▶ Stored data:

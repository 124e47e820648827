//! API request and response structures

use chrono::{DateTime, Utc};
use serde::{Deserialize, Serialize};

use crate::{
    display::{DisplayUpdate, Font},
    state::{Minutes, TimerSnapshot},
};

/// API response structure for command endpoints
#[derive(Debug, Clone, Serialize, Deserialize)]
pub struct ApiResponse {
    pub status: String,
    pub message: String,
    pub timestamp: DateTime<Utc>,
    pub display: DisplayUpdate,
}

impl ApiResponse {
    /// Create a new API response
    pub fn new(status: &str, message: String, display: DisplayUpdate) -> Self {
        Self {
            status: status.to_string(),
            message,
            timestamp: Utc::now(),
            display,
        }
    }

    /// The command took effect
    pub fn ok(message: String, display: DisplayUpdate) -> Self {
        Self::new("ok", message, display)
    }

    /// The command was understood but changed nothing
    pub fn unchanged(message: String, display: DisplayUpdate) -> Self {
        Self::new("unchanged", message, display)
    }

    /// The command was rejected
    pub fn error(message: String, display: DisplayUpdate) -> Self {
        Self::new("error", message, display)
    }
}

/// Minute value as typed into an input field: a number or its text
#[derive(Debug, Clone, Deserialize)]
#[serde(untagged)]
pub enum MinutesInput {
    Number(i64),
    Text(String),
    Other(serde_json::Value),
}

impl MinutesInput {
    pub fn validate(&self) -> Result<Minutes, String> {
        match self {
            MinutesInput::Number(n) => {
                let minutes = u64::try_from(*n)
                    .map_err(|_| format!("Invalid duration {}: must be positive", n))?;
                Minutes::new(minutes)
            }
            MinutesInput::Text(text) => Minutes::parse(text),
            MinutesInput::Other(value) => Err(format!(
                "Invalid duration {}: expected a whole number of minutes",
                value
            )),
        }
    }
}

/// Body of PUT /duration/work and PUT /duration/break
#[derive(Debug, Clone, Deserialize)]
pub struct DurationRequest {
    pub minutes: MinutesInput,
}

/// Body of PUT /font
#[derive(Debug, Clone, Deserialize)]
pub struct FontRequest {
    pub font: String,
}

/// Full status response
#[derive(Debug, Clone, Serialize, Deserialize)]
pub struct StatusResponse {
    pub timer: TimerSnapshot,
    pub work_minutes: u64,
    pub break_minutes: u64,
    pub font: Font,
    pub display: DisplayUpdate,
    pub uptime: String,
    pub port: u16,
    pub host: String,
    pub last_action: Option<String>,
    pub last_action_time: Option<DateTime<Utc>>,
}

/// Health check response
#[derive(Debug, Clone, Serialize, Deserialize)]
pub struct HealthResponse {
    pub status: String,
    pub timestamp: DateTime<Utc>,
    pub version: String,
}

impl HealthResponse {
    /// Create a new health response
    pub fn ok() -> Self {
        Self {
            status: "ok".to_string(),
            timestamp: Utc::now(),
            version: env!("CARGO_PKG_VERSION").to_string(),
        }
    }
}

#[cfg(test)]
mod tests {
    use super::*;

    fn minutes(body: &str) -> Result<u64, String> {
        let request: DurationRequest = serde_json::from_str(body).unwrap();
        request.minutes.validate().map(|m| m.get())
    }

    #[test]
    fn test_minutes_input_forms() {
        assert_eq!(minutes(r#"{"minutes": 25}"#), Ok(25));
        assert_eq!(minutes(r#"{"minutes": "10"}"#), Ok(10));
        assert!(minutes(r#"{"minutes": 0}"#).is_err());
        assert!(minutes(r#"{"minutes": -5}"#).is_err());
        assert!(minutes(r#"{"minutes": 2.5}"#).is_err());
        assert!(minutes(r#"{"minutes": "ten"}"#).is_err());
        assert!(minutes(r#"{"minutes": null}"#).is_err());
    }
}
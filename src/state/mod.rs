//! State management module
//!
//! This module contains the timer state, its controller and the application
//! state that wires both to the display.

pub mod app_state;
pub mod controller;
pub mod timer_state;

// Re-export main types
pub use app_state::{AppState, Command};
pub use controller::TimerController;
pub use timer_state::{format_time, Minutes, Mode, TimerSnapshot, TimerState};
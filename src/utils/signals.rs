//! Signal handling for graceful shutdown

use signal_hook_tokio::Signals;
use futures::stream::StreamExt;
use tracing::{info, warn};

/// Wait for shutdown signals (SIGTERM, SIGINT)
///
/// If the handler cannot be installed this never resolves, leaving the
/// process to the default signal disposition.
pub async fn shutdown_signal() {
    let mut signals = match Signals::new([
        signal_hook::consts::SIGTERM,
        signal_hook::consts::SIGINT,
    ]) {
        Ok(signals) => signals,
        Err(e) => {
            warn!("Failed to install signal handler: {}", e);
            return std::future::pending().await;
        }
    };

    if let Some(signal) = signals.next().await {
        info!("Received signal: {}", signal);
    }
}
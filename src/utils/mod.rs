//! Process helpers
//!
//! Holds the signal wait used to shut the HTTP server down cleanly.

pub mod signals;

pub use signals::shutdown_signal;
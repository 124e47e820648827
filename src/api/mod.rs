//! HTTP API module
//!
//! This module contains all HTTP endpoint handlers and response structures.

pub mod handlers;
pub mod responses;

use std::sync::Arc;
use axum::{
    routing::{get, post, put},
    Router,
};
use tower_http::{cors::CorsLayer, trace::TraceLayer};

use crate::state::AppState;
use handlers::*;

/// Create the HTTP router with all endpoints
pub fn create_router(state: Arc<AppState>) -> Router {
    Router::new()
        .route("/", get(index_handler))
        .route("/start", post(start_handler))
        .route("/stop", post(stop_handler))
        .route("/reset", post(reset_handler))
        .route("/mode/:mode", post(mode_handler))
        .route("/duration/work", put(work_duration_handler))
        .route("/duration/break", put(break_duration_handler))
        .route("/font", put(font_handler))
        .route("/events", get(events_handler))
        .route("/status", get(status_handler))
        .route("/health", get(health_handler))
        .layer(CorsLayer::permissive())
        .layer(TraceLayer::new_for_http())
        .with_state(state)
}
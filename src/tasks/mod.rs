//! Background tasks module
//!
//! This module contains background tasks that run alongside the HTTP server.

pub mod countdown;

// Re-export main functions
pub(crate) use countdown::countdown_task;
pub use countdown::TICK_PERIOD;
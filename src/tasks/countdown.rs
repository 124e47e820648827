//! Countdown background task

use std::{sync::Weak, time::Duration};
use tokio::time::sleep;
use tracing::debug;

use crate::state::controller::Shared;

/// Time between two ticks
pub const TICK_PERIOD: Duration = Duration::from_secs(1);

/// Tick the controller once per period until it is stopped or dropped.
///
/// Each tick sleeps a full period after the previous one, so the countdown
/// is not corrected against wall-clock time and drifts by the tick cost.
pub(crate) async fn countdown_task(shared: Weak<Shared>, epoch: u64) {
    debug!("Starting countdown task (epoch {})", epoch);

    loop {
        sleep(TICK_PERIOD).await;

        let Some(shared) = shared.upgrade() else {
            debug!("Controller dropped, ending countdown task");
            break;
        };
        if !shared.tick(epoch) {
            break;
        }
    }

    debug!("Countdown task finished (epoch {})", epoch);
}
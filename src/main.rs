//! Pomodoro Timer - A Work/Break countdown served to the browser
//!
//! This is the main entry point for the pomodoro-timer application.

use std::sync::Arc;
use anyhow::anyhow;
use tokio::net::TcpListener;
use tracing::info;

use pomodoro_timer::{
    config::Config,
    state::{AppState, Minutes},
    api::create_router,
    utils::shutdown_signal,
};

#[tokio::main]
async fn main() -> anyhow::Result<()> {
    let config = Config::parse();

    // Initialize tracing with appropriate log level
    tracing_subscriber::fmt()
        .with_env_filter(format!("pomodoro_timer={},tower_http=info", config.log_level()))
        .init();

    info!("Starting pomodoro-timer v{}", env!("CARGO_PKG_VERSION"));
    info!("Configuration: host={}, port={}, work={}min, break={}min",
          config.host, config.port, config.work, config.break_minutes);

    let work = Minutes::new(config.work).map_err(|e| anyhow!(e))?;
    let break_ = Minutes::new(config.break_minutes).map_err(|e| anyhow!(e))?;

    // The one timer for this process
    let state = Arc::new(AppState::new(config.port, config.host.clone(), work, break_));

    let app = create_router(state);

    let addr = config.address();
    let listener = TcpListener::bind(&addr).await?;

    info!("Timer page on http://{}", addr);
    info!("Endpoints:");
    info!("  POST /start, /stop, /reset   - Control the countdown");
    info!("  POST /mode/{{work|break}}      - Select interval");
    info!("  PUT  /duration/{{work|break}}  - Set interval length in minutes");
    info!("  PUT  /font                   - Change display typeface");
    info!("  GET  /events                 - Display updates (SSE)");
    info!("  GET  /status                 - Current timer status");
    info!("  GET  /health                 - Health check");

    // Setup graceful shutdown
    let server = axum::serve(listener, app);

    tokio::select! {
        result = server => {
            if let Err(e) = result {
                tracing::error!("Server error: {}", e);
                return Err(e.into());
            }
        }
        _ = shutdown_signal() => {
            info!("Shutdown signal received");
        }
    }

    info!("Server shutdown complete");
    Ok(())
}
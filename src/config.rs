//! Configuration and CLI argument handling

use clap::Parser;

/// CLI argument parsing structure
#[derive(Parser, Debug, Clone)]
#[command(name = "pomodoro-timer")]
#[command(about = "A Pomodoro countdown timer served to the browser")]
#[command(version = "1.0.0")]
pub struct Config {
    /// Port to bind the server to
    #[arg(short, long, default_value = "20554")]
    pub port: u16,

    /// Host address to bind to
    #[arg(long, default_value = "127.0.0.1")]
    pub host: String,

    /// Work interval length in minutes
    #[arg(short, long, default_value = "25", value_parser = clap::value_parser!(u64).range(1..=1440))]
    pub work: u64,

    /// Break interval length in minutes
    #[arg(short = 'b', long = "break", default_value = "5", value_parser = clap::value_parser!(u64).range(1..=1440))]
    pub break_minutes: u64,

    /// Enable verbose logging
    #[arg(short, long)]
    pub verbose: bool,
}

impl Config {
    /// Parse configuration from command line arguments
    pub fn parse() -> Self {
        Parser::parse()
    }

    /// Get the server address as a formatted string
    pub fn address(&self) -> String {
        format!("{}:{}", self.host, self.port)
    }

    /// Get the appropriate log level based on verbose flag
    pub fn log_level(&self) -> &'static str {
        if self.verbose { "debug" } else { "info" }
    }
}

#[cfg(test)]
mod tests {
    use super::*;

    #[test]
    fn test_defaults() {
        let config = Config::try_parse_from(["pomodoro-timer"]).unwrap();
        assert_eq!(config.work, 25);
        assert_eq!(config.break_minutes, 5);
        assert_eq!(config.address(), "127.0.0.1:20554");
        assert_eq!(config.log_level(), "info");
    }

    #[test]
    fn test_overrides() {
        let config =
            Config::try_parse_from(["pomodoro-timer", "-w", "50", "--break", "10", "-v"]).unwrap();
        assert_eq!(config.work, 50);
        assert_eq!(config.break_minutes, 10);
        assert_eq!(config.log_level(), "debug");
    }

    #[test]
    fn test_zero_minutes_rejected() {
        assert!(Config::try_parse_from(["pomodoro-timer", "--work", "0"]).is_err());
        assert!(Config::try_parse_from(["pomodoro-timer", "-b", "0"]).is_err());
    }
}
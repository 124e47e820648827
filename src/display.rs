//! Display surface: turns timer snapshots into frames for the browser

use std::sync::Mutex;

use serde::{Deserialize, Serialize};
use tokio::sync::watch;
use tracing::{debug, info};

use crate::state::{Mode, TimerSnapshot};

/// Receives every timer state change
pub trait DisplaySurface: Send + Sync + 'static {
    fn render(&self, snapshot: TimerSnapshot);
}

/// Selectable display typefaces
#[derive(Debug, Default, Clone, Copy, PartialEq, Eq, Serialize, Deserialize)]
#[serde(rename_all = "lowercase")]
pub enum Font {
    #[default]
    Meiryo,
    Mincho,
    Gothic,
}

impl Font {
    pub fn from_id(id: &str) -> Option<Self> {
        match id {
            "meiryo" => Some(Font::Meiryo),
            "mincho" => Some(Font::Mincho),
            "gothic" => Some(Font::Gothic),
            _ => None,
        }
    }

    /// CSS font-family for this typeface
    pub fn family(&self) -> &'static str {
        match self {
            Font::Meiryo => "Meiryo, sans-serif",
            Font::Mincho => "MS Mincho, serif",
            Font::Gothic => "MS Gothic, sans-serif",
        }
    }
}

/// One rendered frame as sent to the page
#[derive(Debug, Clone, PartialEq, Eq, Serialize, Deserialize)]
pub struct DisplayUpdate {
    pub time: String,
    pub mode: Mode,
    pub running: bool,
    pub remaining_seconds: u64,
    pub font_family: String,
}

impl DisplayUpdate {
    pub fn new(snapshot: TimerSnapshot, font: Font) -> Self {
        Self {
            time: snapshot.formatted(),
            mode: snapshot.mode,
            running: snapshot.running,
            remaining_seconds: snapshot.remaining_seconds,
            font_family: font.family().to_string(),
        }
    }
}

#[derive(Debug)]
struct Frame {
    snapshot: TimerSnapshot,
    font: Font,
}

/// Display surface backed by a watch channel that the SSE endpoint streams
#[derive(Debug)]
pub struct WebDisplay {
    frame: Mutex<Frame>,
    update_tx: watch::Sender<DisplayUpdate>,
    /// Keep the receiver alive to prevent channel closure
    _update_rx: watch::Receiver<DisplayUpdate>,
}

impl WebDisplay {
    pub fn new(initial: TimerSnapshot) -> Self {
        let font = Font::default();
        let (update_tx, update_rx) = watch::channel(DisplayUpdate::new(initial, font));
        Self {
            frame: Mutex::new(Frame { snapshot: initial, font }),
            update_tx,
            _update_rx: update_rx,
        }
    }

    /// Subscribe to rendered frames
    pub fn subscribe(&self) -> watch::Receiver<DisplayUpdate> {
        self.update_tx.subscribe()
    }

    /// The most recently rendered frame
    pub fn current(&self) -> DisplayUpdate {
        self.update_tx.borrow().clone()
    }

    pub fn font(&self) -> Font {
        self.frame.lock().unwrap_or_else(|e| e.into_inner()).font
    }

    /// Switch typeface by id and re-render the last frame.
    ///
    /// Unknown ids leave the typeface as it was and return `None`.
    pub fn change_font(&self, id: &str) -> Option<Font> {
        let Some(font) = Font::from_id(id) else {
            debug!("Ignoring unknown font id: {}", id);
            return None;
        };

        let mut frame = self.frame.lock().unwrap_or_else(|e| e.into_inner());
        frame.font = font;
        info!("Display font set to: {}", font.family());
        self.update_tx.send_replace(DisplayUpdate::new(frame.snapshot, frame.font));
        Some(font)
    }
}

impl DisplaySurface for WebDisplay {
    fn render(&self, snapshot: TimerSnapshot) {
        let mut frame = self.frame.lock().unwrap_or_else(|e| e.into_inner());
        frame.snapshot = snapshot;
        self.update_tx.send_replace(DisplayUpdate::new(snapshot, frame.font));
    }
}

#[cfg(test)]
mod tests {
    use super::*;

    fn snapshot(mode: Mode, remaining_seconds: u64) -> TimerSnapshot {
        TimerSnapshot {
            mode,
            remaining_seconds,
            running: false,
        }
    }

    #[test]
    fn test_font_ids() {
        assert_eq!(Font::from_id("meiryo"), Some(Font::Meiryo));
        assert_eq!(Font::from_id("mincho").map(|f| f.family()), Some("MS Mincho, serif"));
        assert_eq!(Font::from_id("gothic").map(|f| f.family()), Some("MS Gothic, sans-serif"));
        assert_eq!(Font::from_id("comic-sans"), None);
    }

    #[test]
    fn test_render_publishes_frame() {
        let display = WebDisplay::new(snapshot(Mode::Work, 1500));
        let rx = display.subscribe();
        assert_eq!(rx.borrow().time, "25:00");

        display.render(snapshot(Mode::Break, 65));
        let frame = rx.borrow().clone();
        assert_eq!(frame.time, "01:05");
        assert_eq!(frame.mode, Mode::Break);
        assert_eq!(frame.font_family, "Meiryo, sans-serif");
    }

    #[test]
    fn test_change_font_rerenders_last_frame() {
        let display = WebDisplay::new(snapshot(Mode::Work, 1500));
        display.render(snapshot(Mode::Work, 599));

        assert_eq!(display.change_font("gothic"), Some(Font::Gothic));
        let frame = display.current();
        assert_eq!(frame.time, "09:59");
        assert_eq!(frame.font_family, "MS Gothic, sans-serif");
    }

    #[test]
    fn test_unknown_font_keeps_typeface() {
        let display = WebDisplay::new(snapshot(Mode::Work, 1500));
        display.change_font("mincho");
        assert_eq!(display.change_font("papyrus"), None);
        assert_eq!(display.font(), Font::Mincho);
        assert_eq!(display.current().font_family, "MS Mincho, serif");
    }
}
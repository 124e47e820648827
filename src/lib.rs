//! Pomodoro Timer - A Work/Break countdown served to the browser
//!
//! This library provides the countdown state machine, the controller that
//! ticks it once per second, and the HTTP surface the timer page talks to.

pub mod config;
pub mod display;
pub mod state;
pub mod api;
pub mod tasks;
pub mod utils;

// Re-export commonly used types
pub use config::Config;
pub use display::{DisplaySurface, DisplayUpdate, Font, WebDisplay};
pub use state::{AppState, Command, Minutes, Mode, TimerController};
pub use api::create_router;
pub use utils::signals::shutdown_signal;
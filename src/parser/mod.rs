//! Section and field extraction.
//!
//! Four passes over the source document:
//! scope slicing → section partition → block segmentation → field
//! extraction. Extraction never fails; unusable blocks are dropped as
//! structural skips.

pub mod fields;
pub mod scope;
pub mod sections;

use std::collections::HashMap;
use std::path::Path;

use crate::error::Result;
use crate::models::{Candidate, Category, ParserConfig, Section};
use crate::utils::{hash_content, to_slug};

use fields::{BlockOutcome, ExtractedFields, extract_block};
use scope::slice_for_scope;
use sections::{SectionMarkers, partition_sections};

/// Slug used when a name has no ASCII-representable characters.
const FALLBACK_SLUG: &str = "entry";

/// Result of extracting one document.
#[derive(Debug, Clone)]
pub struct Extraction {
    /// Fingerprint of the whole source document
    pub snapshot_hash: String,
    /// Surviving entries: official first, then community, each in document order
    pub candidates: Vec<Candidate>,
    /// Blocks dropped by the structural filter
    pub skipped: usize,
    /// Sections found in scope
    pub section_count: usize,
}

impl Extraction {
    /// Number of candidates in a category.
    pub fn count(&self, category: Category) -> usize {
        self.candidates
            .iter()
            .filter(|c| c.category == category)
            .count()
    }
}

/// Per-run slug de-duplication keyed by category and base slug.
#[derive(Debug, Default)]
pub struct SlugRegistry {
    seen: HashMap<(Category, String), u32>,
}

impl SlugRegistry {
    pub fn new() -> Self {
        Self::default()
    }

    /// Unique slug for `base` within `category`: `base`, `base-2`, `base-3`, ...
    pub fn assign(&mut self, category: Category, base: &str) -> String {
        let count = self.seen.entry((category, base.to_string())).or_insert(0);
        *count += 1;
        if *count == 1 {
            base.to_string()
        } else {
            format!("{base}-{count}")
        }
    }
}

/// Read a document from disk and extract it.
pub fn extract_file(path: impl AsRef<Path>, config: &ParserConfig) -> Result<Extraction> {
    let content = std::fs::read_to_string(path)?;
    Ok(extract_catalog(&content, config))
}

/// Extract catalog candidates from document text.
pub fn extract_catalog(document: &str, config: &ParserConfig) -> Extraction {
    let snapshot_hash = hash_content(document);
    let scope = slice_for_scope(document, &config.start_anchor);
    let sections = partition_sections(scope, &SectionMarkers::from(config));

    let mut slugs = SlugRegistry::new();
    let mut candidates = Vec::new();
    let mut skipped = 0;

    for category in Category::ALL {
        let mut order = 0u32;
        for section in sections.iter().filter(|s| s.category == category) {
            for block in &section.blocks {
                match extract_block(block, &config.repo_hosts) {
                    BlockOutcome::Keep(fields) => {
                        order += 1;
                        candidates.push(assemble(category, order, fields, &mut slugs));
                    }
                    BlockOutcome::Skip(reason) => {
                        skipped += 1;
                        log::debug!(
                            "Skipping {} block ({:?}): {}",
                            category,
                            reason,
                            first_line(block)
                        );
                    }
                }
            }
        }
    }

    log_sections(&sections);

    Extraction {
        snapshot_hash,
        candidates,
        skipped,
        section_count: sections.len(),
    }
}

fn assemble(
    category: Category,
    order_in_section: u32,
    fields: ExtractedFields,
    slugs: &mut SlugRegistry,
) -> Candidate {
    let base = to_slug(&fields.name);
    let base = if base.is_empty() { FALLBACK_SLUG } else { base.as_str() };
    let slug = slugs.assign(category, base);
    let homepage = fields.homepage().unwrap_or_default().to_string();

    let candidate = Candidate {
        category,
        order_in_section,
        name: fields.name,
        slug,
        primary_url: fields.primary_url,
        repo_url: fields.repo_url,
        homepage,
        description: fields.description,
        icons: fields.icons,
        transports: fields.transports,
        language: fields.language,
        raw_md: fields.raw_md,
    };
    log::trace!(
        "{} #{} transports={:?} language={:?}",
        candidate.idempotent_key(),
        candidate.order_in_section,
        candidate.transports,
        candidate.language
    );
    candidate
}

fn log_sections(sections: &[Section]) {
    for section in sections {
        log::debug!(
            "Section {:?} ({}): {} blocks",
            section.title,
            section.category,
            section.blocks.len()
        );
    }
}

fn first_line(block: &str) -> &str {
    block.lines().next().unwrap_or_default()
}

▶ What the exercise asks: Look above for the line with "assert_eq!(config.work, 50);" and the line with "pub fn from_id(id: &str)". Write out those two lines and all the lines between them, exactly, and no others.

▶ Output:
        assert_eq!(config.work, 50);
        assert_eq!(config.break_minutes, 10);
        assert_eq!(config.log_level(), "debug");
    }

    #[test]
    fn test_zero_minutes_rejected() {
        assert!(Config::try_parse_from(["pomodoro-timer", "--work", "0"]).is_err());
        assert!(Config::try_parse_from(["pomodoro-timer", "-b", "0"]).is_err());
    }
}
repository 124e47e820648827
filename src/display.rs
//! Display surface: turns timer snapshots into frames for the browser

use std::sync::Mutex;

use serde::{Deserialize, Serialize};
use tokio::sync::watch;
use tracing::{debug, info};

use crate::state::{Mode, TimerSnapshot};

/// Receives every timer state change
pub trait DisplaySurface: Send + Sync + 'static {
    fn render(&self, snapshot: TimerSnapshot);
}

/// Selectable display typefaces
#[derive(Debug, Default, Clone, Copy, PartialEq, Eq, Serialize, Deserialize)]
#[serde(rename_all = "lowercase")]
pub enum Font {
    #[default]
    Meiryo,
    Mincho,
    Gothic,
}

impl Font {
    pub fn from_id(id: &str) -> Option<Self> {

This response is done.